Biarlah Windari bermandi senyum dan kebahagiaan bersama keluarganya di Perth
tanpa harus pusing dengan keberadaanku. Cukuplah bagiku sesekali menjenguk
mereka seperti kulakukan tahun lalu seraya Windari dan keluarganya membawaku
menikmati kepak dan canda angsa hitam di Danau Monger setelah kami menikmati
perjalanan sekitar satu jam menuju Fremantle. Sangat kunikmati saat-saat aku
bersama kedua cucuku melempar remah-remah roti dan angsa hitam itu berebutan
dengan burung-burung lain untuk mendapatkannya.
“Itu pilihan papa dan papa
takkan menyesali atau menyalahkan kalian,” aku berkata ketika itu. “Kalian
berhak menikmati kehidupan kalian sendiri dan membangun rumah tangga yang
bahagia. Jika kalian merindukan aku, jika cucu-cucuku ingin bertemu, kalian
bisa datang kapan saja.”
Sesekali mereka datang
menjenguk aku. Bahagia selalu mengaliri darahku ketika punggung tanganku dicium
Windoro dan istrinya, atau Windari dan suaminya, atau cucu-cucuku. Dan kali
ini, untuk pesta ulang tahun pacarku, kukabarkan juga kepada mereka agar mereka
tahu di panti ini ayah mereka kembali menemukan cinta seorang perempuan. “Jika
berjodoh, kemungkinan kami akan menikah,” kutambahkan kalimat itu pada e-mail
yang kukirimkan kepada mereka. “Kami ikut bahagia jika Papa juga bahagia dan
yakin itu yang terbaik,” balas mereka. Sayangnya mereka menyebut tak mungkin
bisa datang karena kesibukan masing-masing.

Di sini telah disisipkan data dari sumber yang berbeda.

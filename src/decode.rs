/// Kind inference and positional filename decoding.
///
/// Classification is purely a function of filename length and extension —
/// file contents are never inspected. Each supported encoding has a fixed
/// field layout declared in a static table; one generic decode routine
/// consults the table, so the three encodings cannot drift apart.
///
/// Layout invariant: the field spans of an encoding never overlap and
/// exactly cover the filename (`test_layouts_are_contiguous_and_span_name`).

use crate::model::{DecodeError, Encoding, FileKind};

// ---------------------------------------------------------------------------
// Field layout tables
// ---------------------------------------------------------------------------

/// Positional fields a filename can carry. Not every encoding carries every
/// field; the layout table decides.
#[derive(Debug, Clone, Copy, PartialEq, Eq)]
pub enum Field {
    Station,
    /// Two-digit year, interpreted as `2000 + yy`.
    Year2,
    /// Four-digit year, taken verbatim.
    Year4,
    Month,
    Day,
    Hour,
    Minute,
    Second,
    /// Three-letter transmitter code (narrowband).
    Transmitter,
    /// Channel code: "00" N/S, "01" E/W.
    Channel,
    /// Narrowband measurement-type code (A/B/C/D/F).
    MeasurementType,
    /// Legacy broadband sampling-rate code (0=100kHz, 1=1MHz, 2=25kHz).
    SamplingRate,
    /// Positions with no assigned meaning.
    Reserved,
    /// Fixed extension suffix, `.mat` or `.fits`.
    Suffix,
}

impl Field {
    fn name(&self) -> &'static str {
        match self {
            Field::Station => "Station",
            Field::Year2 | Field::Year4 => "Year",
            Field::Month => "Month",
            Field::Day => "Day",
            Field::Hour => "Hour",
            Field::Minute => "Minute",
            Field::Second => "Second",
            Field::Transmitter => "Transmitter",
            Field::Channel => "Channel",
            Field::MeasurementType => "MeasurementType",
            Field::SamplingRate => "SamplingRate",
            Field::Reserved => "Reserved",
            Field::Suffix => "Suffix",
        }
    }
}

/// One entry in a layout: which field occupies `[start, end)`.
#[derive(Debug, Clone, Copy)]
pub struct FieldSpec {
    pub field: Field,
    pub start: usize,
    pub end: usize,
}

const fn spec(field: Field, start: usize, end: usize) -> FieldSpec {
    FieldSpec { field, start, end }
}

/// Field layout of one filename encoding.
pub struct Layout {
    pub encoding: Encoding,
    pub fields: &'static [FieldSpec],
}

/// Narrowband `.mat`, 26 characters.
/// `AByymmddhhmmssTTT??CCX.mat` — station, timestamp, transmitter,
/// channel, measurement type.
static NARROWBAND_MAT_LAYOUT: Layout = Layout {
    encoding: Encoding::NarrowbandMat,
    fields: &[
        spec(Field::Station, 0, 2),
        spec(Field::Year2, 2, 4),
        spec(Field::Month, 4, 6),
        spec(Field::Day, 6, 8),
        spec(Field::Hour, 8, 10),
        spec(Field::Minute, 10, 12),
        spec(Field::Second, 12, 14),
        spec(Field::Transmitter, 14, 17),
        spec(Field::Reserved, 17, 18),
        spec(Field::Reserved, 18, 19),
        spec(Field::Channel, 19, 21),
        spec(Field::MeasurementType, 21, 22),
        spec(Field::Suffix, 22, 26),
    ],
};

/// Legacy broadband `.mat`, 22 characters.
/// `AByymmddhhmmss?ACC.mat` — station, timestamp, sampling rate, channel.
static BROADBAND_MAT_LAYOUT: Layout = Layout {
    encoding: Encoding::BroadbandMat,
    fields: &[
        spec(Field::Station, 0, 2),
        spec(Field::Year2, 2, 4),
        spec(Field::Month, 4, 6),
        spec(Field::Day, 6, 8),
        spec(Field::Hour, 8, 10),
        spec(Field::Minute, 10, 12),
        spec(Field::Second, 12, 14),
        spec(Field::Reserved, 14, 15),
        spec(Field::SamplingRate, 15, 16),
        spec(Field::Channel, 16, 18),
        spec(Field::Suffix, 18, 22),
    ],
};

/// Modern broadband `.fits`, 17 characters.
/// `ABC?yyyymmdd.fits` — station, date only; timestamp truncates to
/// midnight.
static BROADBAND_FITS_LAYOUT: Layout = Layout {
    encoding: Encoding::BroadbandFits,
    fields: &[
        spec(Field::Station, 0, 3),
        spec(Field::Reserved, 3, 4),
        spec(Field::Year4, 4, 8),
        spec(Field::Month, 8, 10),
        spec(Field::Day, 10, 12),
        spec(Field::Suffix, 12, 17),
    ],
};

/// All supported layouts, consulted by `layout_for`.
pub static LAYOUTS: &[&Layout] = &[
    &NARROWBAND_MAT_LAYOUT,
    &BROADBAND_MAT_LAYOUT,
    &BROADBAND_FITS_LAYOUT,
];

pub fn layout_for(encoding: Encoding) -> &'static Layout {
    match encoding {
        Encoding::NarrowbandMat => &NARROWBAND_MAT_LAYOUT,
        Encoding::BroadbandMat => &BROADBAND_MAT_LAYOUT,
        Encoding::BroadbandFits => &BROADBAND_FITS_LAYOUT,
    }
}

// ---------------------------------------------------------------------------
// Kind inference
// ---------------------------------------------------------------------------

/// Determines the encoding of a filename from its extension and exact
/// length. Returns `None` for any other combination — the caller logs and
/// skips, the file never enters a queue.
pub fn infer_encoding(file_name: &str) -> Option<Encoding> {
    if file_name.ends_with(".fits") && file_name.len() == Encoding::BroadbandFits.name_len() {
        return Some(Encoding::BroadbandFits);
    }
    if file_name.ends_with(".mat") && file_name.len() == Encoding::NarrowbandMat.name_len() {
        return Some(Encoding::NarrowbandMat);
    }
    if file_name.ends_with(".mat") && file_name.len() == Encoding::BroadbandMat.name_len() {
        return Some(Encoding::BroadbandMat);
    }
    None
}

/// Band of a filename, or `None` if it is unsupported.
pub fn infer_file_kind(file_name: &str) -> Option<FileKind> {
    infer_encoding(file_name).map(|encoding| encoding.kind())
}

// ---------------------------------------------------------------------------
// Generic decoder
// ---------------------------------------------------------------------------

/// Raw positional decomposition of a filename, before calendar validation.
#[derive(Debug, Clone)]
pub struct RawFields {
    pub encoding: Encoding,
    values: Vec<(Field, String)>,
}

impl RawFields {
    /// First occurrence of `field`, if the encoding carries it.
    pub fn get(&self, field: Field) -> Option<&str> {
        self.values
            .iter()
            .find(|(f, _)| *f == field)
            .map(|(_, v)| v.as_str())
    }

    /// Parses `field` as a decimal integer. Errors if the encoding carries
    /// the field but its characters are not digits; a missing field is
    /// reported the same way (empty value).
    pub fn digits(&self, field: Field) -> Result<u32, DecodeError> {
        let value = self.get(field).unwrap_or("");
        value.parse::<u32>().map_err(|_| DecodeError::BadDigits {
            field: field.name(),
            value: value.to_string(),
        })
    }
}

/// Slices `file_name` according to the layout of `encoding`.
///
/// The filename must be ASCII (positional offsets are byte offsets) and must
/// have the encoding's exact length; `infer_encoding` guarantees the latter
/// for inferred encodings.
pub fn decode(encoding: Encoding, file_name: &str) -> Result<RawFields, DecodeError> {
    if !file_name.is_ascii() {
        return Err(DecodeError::NotAscii(file_name.to_string()));
    }
    if file_name.len() != encoding.name_len() {
        return Err(DecodeError::BadDigits {
            field: "Length",
            value: file_name.to_string(),
        });
    }

    let layout = layout_for(encoding);
    let values = layout
        .fields
        .iter()
        .map(|spec| (spec.field, file_name[spec.start..spec.end].to_string()))
        .collect();

    Ok(RawFields { encoding, values })
}

// ---------------------------------------------------------------------------
// Tests
// ---------------------------------------------------------------------------

#[cfg(test)]
mod tests {
    use super::*;

    #[test]
    fn test_layouts_are_contiguous_and_span_name() {
        // Field offsets must never overlap and must exactly cover the
        // filename, otherwise decode would silently drop characters.
        for layout in LAYOUTS {
            let mut cursor = 0;
            for spec in layout.fields {
                assert_eq!(
                    spec.start, cursor,
                    "{:?}: field {:?} leaves a gap or overlaps",
                    layout.encoding, spec.field
                );
                assert!(spec.end > spec.start);
                cursor = spec.end;
            }
            assert_eq!(
                cursor,
                layout.encoding.name_len(),
                "{:?}: layout does not span the filename",
                layout.encoding
            );
        }
    }

    #[test]
    fn test_infer_encoding_table() {
        // .mat, 26 chars -> narrowband
        assert_eq!(
            infer_encoding("AB230615123045NPM_A00A.mat"),
            Some(Encoding::NarrowbandMat)
        );
        // .mat, 22 chars -> legacy broadband
        assert_eq!(
            infer_encoding("SM221201060000_100.mat"),
            Some(Encoding::BroadbandMat)
        );
        // .fits, 17 chars -> FITS broadband
        assert_eq!(
            infer_encoding("ATI_20230615.fits"),
            Some(Encoding::BroadbandFits)
        );
    }

    #[test]
    fn test_infer_encoding_rejects_unknown_combinations() {
        // Right extension, wrong length
        assert_eq!(infer_encoding("AB2306151230.mat"), None);
        assert_eq!(infer_encoding("AT20230615.fits"), None);
        // Wrong extension entirely
        assert_eq!(infer_encoding("AB230615123045NPM_A00A.dat"), None);
        assert_eq!(infer_encoding("readme.txt"), None);
        assert_eq!(infer_encoding(""), None);
    }

    #[test]
    fn test_infer_file_kind_maps_to_band() {
        assert_eq!(
            infer_file_kind("AB230615123045NPM_A00A.mat"),
            Some(FileKind::Narrowband)
        );
        assert_eq!(
            infer_file_kind("SM221201060000_100.mat"),
            Some(FileKind::Broadband)
        );
        assert_eq!(
            infer_file_kind("ATI_20230615.fits"),
            Some(FileKind::Broadband)
        );
        assert_eq!(infer_file_kind("notes.mat.bak"), None);
    }

    #[test]
    fn test_decode_narrowband_fields() {
        let fields = decode(Encoding::NarrowbandMat, "AB230615123045NPM_A00A.mat")
            .expect("valid narrowband name");
        assert_eq!(fields.get(Field::Station), Some("AB"));
        assert_eq!(fields.get(Field::Year2), Some("23"));
        assert_eq!(fields.get(Field::Month), Some("06"));
        assert_eq!(fields.get(Field::Day), Some("15"));
        assert_eq!(fields.get(Field::Hour), Some("12"));
        assert_eq!(fields.get(Field::Minute), Some("30"));
        assert_eq!(fields.get(Field::Second), Some("45"));
        assert_eq!(fields.get(Field::Transmitter), Some("NPM"));
        assert_eq!(fields.get(Field::Channel), Some("00"));
        assert_eq!(fields.get(Field::MeasurementType), Some("A"));
        assert_eq!(fields.get(Field::Suffix), Some(".mat"));
        assert_eq!(fields.get(Field::SamplingRate), None);
    }

    #[test]
    fn test_decode_broadband_mat_fields() {
        let fields = decode(Encoding::BroadbandMat, "SM221201060000_100.mat")
            .expect("valid broadband name");
        assert_eq!(fields.get(Field::Station), Some("SM"));
        assert_eq!(fields.get(Field::Year2), Some("22"));
        assert_eq!(fields.get(Field::Month), Some("12"));
        assert_eq!(fields.get(Field::Day), Some("01"));
        assert_eq!(fields.get(Field::Hour), Some("06"));
        assert_eq!(fields.get(Field::SamplingRate), Some("1"));
        assert_eq!(fields.get(Field::Channel), Some("00"));
        assert_eq!(fields.get(Field::Transmitter), None);
    }

    #[test]
    fn test_decode_fits_fields() {
        let fields = decode(Encoding::BroadbandFits, "ATI_20230615.fits")
            .expect("valid fits name");
        assert_eq!(fields.get(Field::Station), Some("ATI"));
        assert_eq!(fields.get(Field::Year4), Some("2023"));
        assert_eq!(fields.get(Field::Month), Some("06"));
        assert_eq!(fields.get(Field::Day), Some("15"));
        assert_eq!(fields.get(Field::Suffix), Some(".fits"));
        // FITS names carry no time of day
        assert_eq!(fields.get(Field::Hour), None);
    }

    #[test]
    fn test_digits_rejects_non_numeric_field() {
        let fields = decode(Encoding::NarrowbandMat, "AB23XX15123045NPM_A00A.mat")
            .expect("slicing itself succeeds");
        let err = fields.digits(Field::Month).unwrap_err();
        assert_eq!(
            err,
            DecodeError::BadDigits {
                field: "Month",
                value: "XX".to_string()
            }
        );
    }

    #[test]
    fn test_decode_rejects_non_ascii_without_panicking() {
        // Same byte length as a narrowband name but multi-byte characters;
        // byte-offset slicing must refuse it rather than split a codepoint.
        let name = "ÅB230615123045NPM_A00.mat"; // 26 bytes, 25 chars
        assert_eq!(name.len(), 26);
        let err = decode(Encoding::NarrowbandMat, name).unwrap_err();
        assert!(matches!(err, DecodeError::NotAscii(_)));
    }

    #[test]
    fn test_decode_is_deterministic() {
        let a = decode(Encoding::NarrowbandMat, "AB230615123045NPM_A00A.mat").unwrap();
        let b = decode(Encoding::NarrowbandMat, "AB230615123045NPM_A00A.mat").unwrap();
        for spec in layout_for(Encoding::NarrowbandMat).fields {
            assert_eq!(a.get(spec.field), b.get(spec.field));
        }
    }
}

Tentu saja aku orang pertama
yang hadir di aula panti yang sejak kemarin sudah disulap menjadi tempat yang
amat indah dengan nuansa lavender, warna yang mencerminkan keanggunan dan
sangat disukai Mei. Ada keharuan yang mengobrak-abrik dadaku menyadari Mei,
melalui pilihan warna nuansa pestanya, seperti ingin mengungkapkan bahwa cinta
yang pernah tumbuh di antara kami adalah cinta sejak mata kami saling
bersirobok. Dan cinta itu hingga kini belumlah lekang. Masih menguarkan aroma
wewanginya. Waktu, seberapa pun lamanya, tak berdaya meruapkan jentik-jentik
cinta kami. Hanya dibutuhkan sedikit saja sentuhan untuk membuatnya bangkit.
“Sahabat-sahabatku
terkasih,” Meita berdiri anggun di atas panggung dengan gaun senada warna
keseluruhan nuansa pesta. Kukagumi bibirnya yang diberi warna nude ketika dia
mengulas senyum seraya menebar pandang kepada seluruh tetamunya sebelum dia
melanjutkan kalimatnya. “Ini hari yang sangat membahagiakan saya. Di pesta
sederhana ulang tahun saya yang ke-66 ini, saya berada di tengah-tengah orang
yang saya yakini memiliki ketulusan untuk saling berbagi dan menyayangi. Saya
juga teramat bahagia karena di ruang ini, ada...” Mei menggantung kalimatnya.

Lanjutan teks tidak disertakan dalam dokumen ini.